Abstract
Cardiovascular (CV) morbidity and mortality increase along with the progression of chronic kidney disease (CKD). The potential novel biomarkers of cardiotoxicity have been tested with the aim of the early detection of patients at high CV risk, and among them are markers of inflammation, oxidative stress, acute renal injury, and microRNAs. The study analyzed biomarkers in non-dialysis-dependent (NDD; stage 3a–4 CKD) and dialysis-dependent (DD) CKD patients. The prospective cohort study included 87 patients who were followed for 18 months, during which period newly occurred CV events were recorded. Cox regression analysis confirmed serum albumin, urea, interventricular septum thickness diameter (IVST), the use of calcium antagonist, and erythropoiesis-stimulating agent to be significant predictors of CV outcome. No significant difference was observed in biomarkers of inflammation, oxidative stress, acute kidney injury (IL-18, CRP, ferritin, IMA, SOD, NGAL, and KIM-1), and miR-133a, in regards to the presence/absence of CV event, CV death, and left ventricular hypertrophy. Serum albumin, urea, IVST, and the use of calcium antagonist and erythropoiesis-stimulating agents were confirmed to be factors associated with CV events in CKD patients.

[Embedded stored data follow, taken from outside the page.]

impl Generation {
    pub(crate) fn new(
        number: u64,
        units: BTreeMap<String, CompilationUnit>,
        validators: Arc<ValidatorSet>,
    ) -> Self {
        Self {
            number,
            units,
            validators,
        }
    }

    /// Generation number, 0 before the first activation.
    pub fn number(&self) -> u64 {
        self.number
    }

    /// Number of active types.
    pub fn len(&self) -> usize {
        self.units.len()
    }

    /// Whether no type is active.
    pub fn is_empty(&self) -> bool {
        self.units.is_empty()
    }

    /// Active type names, sorted.
    pub fn type_names(&self) -> impl Iterator<Item = &str> {
        self.units.keys().map(String::as_str)
    }

    /// Active units, sorted by type name.
    pub fn units(&self) -> impl Iterator<Item = &CompilationUnit> {
        self.units.values()
    }

    /// Unit by exact type name.
    pub fn get(&self, type_name: &str) -> Option<&CompilationUnit> {
        self.units.get(type_name)
    }

    /// Unit by user-facing name: raw first, normalised second.
    pub fn lookup(&self, raw: &str) -> Option<&CompilationUnit> {
        self.units
            .get(raw)
            .or_else(|| self.units.get(&normalize_entity_name(raw)))
    }

    fn descriptor(&self, type_name: &str) -> Option<&TypeDescriptor> {
        self.get(type_name).map(|u| &u.descriptor)
    }

    /// Active types `type_name` inherits from, contracts before the
    /// supertype, most general first, ending with `type_name` itself.
    fn linearize(&self, type_name: &str) -> Vec<&TypeDescriptor> {
        fn visit<'g>(
            generation: &'g Generation,
            type_name: &str,
            seen: &mut HashSet<String>,
            out: &mut Vec<&'g TypeDescriptor>,
        ) {
            if !seen.insert(type_name.to_string()) {
                return;
            }
            let Some(d) = generation.descriptor(type_name) else {
                return;
            };
            for contract in &d.contracts {
                visit(generation, contract, seen, out);
            }
            if d.supertype_origin == SupertypeOrigin::Dynamic {
                visit(generation, &d.supertype, seen, out);
            }
            out.push(d);
        }

        let mut out = Vec::new();
        visit(self, type_name, &mut HashSet::new(), &mut out);
        out
    }

    /// Supertype chain of `type_name` through active types, nearest first.
    fn supertype_chain(&self, type_name: &str) -> Vec<&TypeDescriptor> {
        let mut chain = Vec::new();
        let mut seen = HashSet::new();
        let mut current = self.descriptor(type_name);
        while let Some(d) = current {
            if !seen.insert(d.name.as_str()) {
                break;
            }
            chain.push(d);
            current = match d.supertype_origin {
                SupertypeOrigin::Dynamic => self.descriptor(&d.supertype),
                _ => None,
            };
        }
        chain
    }

    /// Members of `view` on `type_name`: contract views first, then the
    /// supertype's, then the type's own, without duplicates.
    ///
    /// Returns `None` for an unknown type.
    pub fn property_names(&self, type_name: &str, view: &str) -> Option<Vec<String>> {
        self.get(type_name)?;
        let mut names: Vec<String> = Vec::new();
        for d in self.linearize(type_name) {
            if let Some(v) = d.view(view) {
                for member in &v.members {
                    if !names.contains(member) {
                        names.push(member.clone());
                    }
                }
            }
        }
        Some(names)
    }

    /// Check `object` against every rule of its type and the types it
    /// inherits from. `peers` are the stored objects uniqueness is checked
    /// against.
    pub fn validate(
        &self,
        object: &DynamicObject,
        peers: &[DynamicObject],
    ) -> Result<Vec<ValidationFailure>, InvocationError> {
        if self.get(&object.type_name).is_none() {
            return Err(InvocationError::UnknownType(object.type_name.clone()));
        }
        Ok(self
            .linearize(&object.type_name)
            .into_iter()
            .flat_map(|d| {
                d.validators
                    .iter()
                    .filter_map(move |rule| self.validators.check(&d.name, rule, object, peers))
            })
            .collect())
    }

    /// Run the `hook` callbacks for `object`: inherited callbacks first, then
    /// the type's own. Returns the number of actions run.
    ///
    /// Failures of hooks that swallow them are logged and skipped.
    pub fn invoke_lifecycle(
        &self,
        hook: LifecycleHook,
        object: &mut DynamicObject,
        runner: &dyn ActionRunner,
    ) -> Result<usize, InvocationError> {
        let type_name = object.type_name.clone();
        if self.get(&type_name).is_none() {
            return Err(InvocationError::UnknownType(type_name));
        }

        let args = Map::new();
        let mut ran = 0;
        for d in self.supertype_chain(&type_name).into_iter().rev() {
            let Some(method) = d.lifecycle(hook) else {
                continue;
            };
            for action in &method.actions {
                ran += 1;
                if let Err(message) = runner.run(object, action, &args) {
                    if hook.swallows_failures() {
                        warn!(
                            type_name = %d.name,
                            action = %action.declared_name,
                            error = %message,
                            "lifecycle action failed"
                        );
                        continue;
                    }
                    return Err(InvocationError::ActionFailed {
                        type_name: d.name.clone(),
                        action: action.declared_name.clone(),
                        message,
                    });
                }
            }
        }
        Ok(ran)
    }

    /// Invoke method `name` on `object`.
    ///
    /// The nearest declaration wins; when it calls super, the inherited
    /// declaration runs first. Returns the result of the last action of the
    /// nearest declaration.
    pub fn invoke_method(
        &self,
        name: &str,
        object: &mut DynamicObject,
        args: &Map<String, Value>,
        runner: &dyn ActionRunner,
    ) -> Result<Option<Value>, InvocationError> {
        let type_name = object.type_name.clone();
        if self.get(&type_name).is_none() {
            return Err(InvocationError::UnknownType(type_name));
        }

        let mut seen = HashSet::new();
        let declarations: Vec<(&str, &MethodDescriptor)> = self
            .supertype_chain(&type_name)
            .into_iter()
            .chain(self.linearize(&type_name).into_iter().rev())
            .filter(|d| seen.insert(d.name.as_str()))
            .filter_map(|d| d.method(name).map(|m| (d.name.as_str(), m)))
            .collect();
        let Some((_, nearest)) = declarations.first() else {
            return Err(InvocationError::UnknownMethod {
                type_name,
                method: name.to_string(),
            });
        };

        if nearest.kind == MethodKind::Custom {
            if let Some(missing) = nearest.parameters.iter().find(|p| !args.contains_key(&p.name)) {
                return Err(InvocationError::MissingArgument {
                    method: name.to_string(),
                    parameter: missing.name.clone(),
                });
            }
        }

        let mut plan = vec![declarations[0]];
        for next in declarations.iter().skip(1) {
            if !plan[plan.len() - 1].1.call_super {
                break;
            }
            plan.push(*next);
        }

        let mut result = None;
        for (owner, method) in plan.into_iter().rev() {
            for action in &method.actions {
                result = runner
                    .run(object, action, args)
                    .map_err(|message| InvocationError::ActionFailed {
                        type_name: owner.to_string(),
                        action: action.declared_name.clone(),
                        message,
                    })?;
            }
        }
        Ok(result)
    }
}
//! Activation contract between the compiler and the runtime.

use crate::emitter::CompilationUnit;
use std::sync::atomic::{AtomicBool, Ordering};
use std::sync::Arc;
use thiserror::Error;

/// Shared cancellation flag for an activation.
#[derive(Debug, Clone, Default)]
pub struct CancelFlag(Arc<AtomicBool>);

impl CancelFlag {
    /// Create an unset flag.
    pub fn new() -> Self {
        Self::default()
    }

    /// Request cancellation.
    pub fn cancel(&self) {
        self.0.store(true, Ordering::SeqCst);
    }

    /// Whether cancellation was requested.
    pub fn is_cancelled(&self) -> bool {
        self.0.load(Ordering::SeqCst)
    }

    /// Clear the flag for the next activation.
    pub fn reset(&self) {
        self.0.store(false, Ordering::SeqCst);
    }
}

/// Why a unit could not be activated.
#[derive(Debug, Clone, PartialEq, Eq)]
pub struct UnitFailure {
    /// Type name of the unit.
    pub type_name: String,
    /// Reason.
    pub reason: String,
}

impl UnitFailure {
    /// Create a failure record.
    pub fn new(type_name: impl Into<String>, reason: impl Into<String>) -> Self {
        Self {
            type_name: type_name.into(),
            reason: reason.into(),
        }
    }
}

impl std::fmt::Display for UnitFailure {
    fn fmt(&self, f: &mut std::fmt::Formatter<'_>) -> std::fmt::Result {
        write!(f, "{}: {}", self.type_name, self.reason)
    }
}

/// Errors returned by an activation.
#[derive(Debug, Clone, PartialEq, Eq, Error)]
pub enum ActivationError {
    /// Cancelled before the new generation was installed.
    #[error("activation cancelled")]
    Cancelled,

    /// At least one unit failed and activation was not forced.
    #[error("activation rejected, {} unit(s) failed", .0.len())]
    Rejected(Vec<UnitFailure>),
}

/// Outcome of a successful activation.
#[derive(Debug, Clone, Default, PartialEq, Eq)]
pub struct ActivationReport {
    /// Number of the installed generation.
    pub generation: u64,
    /// Activated type names.
    pub activated: Vec<String>,
    /// Units left out of a forced activation.
    pub dropped: Vec<UnitFailure>,
}

/// Runtime able to activate a batch of compilation units.
pub trait Activator: Send + Sync {
    /// Whether a generation has been activated.
    fn is_initialized(&self) -> bool;

    /// Activate `units` as the new complete set of schema-defined types.
    ///
    /// With `force`, failing units are dropped and the rest activated;
    /// otherwise any failure rejects the batch and the previous generation
    /// stays in place.
    fn activate(
        &self,
        units: Vec<CompilationUnit>,
        force: bool,
        cancel: &CancelFlag,
    ) -> Result<ActivationReport, ActivationError>;
}

#[cfg(test)]
mod tests {
    use super::*;

    #[test]
    fn test_cancel_flag_is_shared() {
        let flag = CancelFlag::new();
        let other = flag.clone();
        other.cancel();
        assert!(flag.is_cancelled());
        flag.reset();
        assert!(!other.is_cancelled());
    }

    #[test]
    fn test_rejected_display() {
        let err = ActivationError::Rejected(vec![UnitFailure::new("Order", "missing supertype")]);
        assert_eq!(err.to_string(), "activation rejected, 1 unit(s) failed");
    }
}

Apart from traditional risk factors, new research is needed to define novel and reliable biomarkers of cardiotoxicity in CKD patients.
Highlights
Chronic kidney disease (CKD) has a great impact on global health, as a direct cause of global morbidity and mortality, especially for the occurrence of cardiovascular (CV) diseases, and chronic kidney disease (CKD) is recognized as an independent and strong risk factor for their occurrence [1]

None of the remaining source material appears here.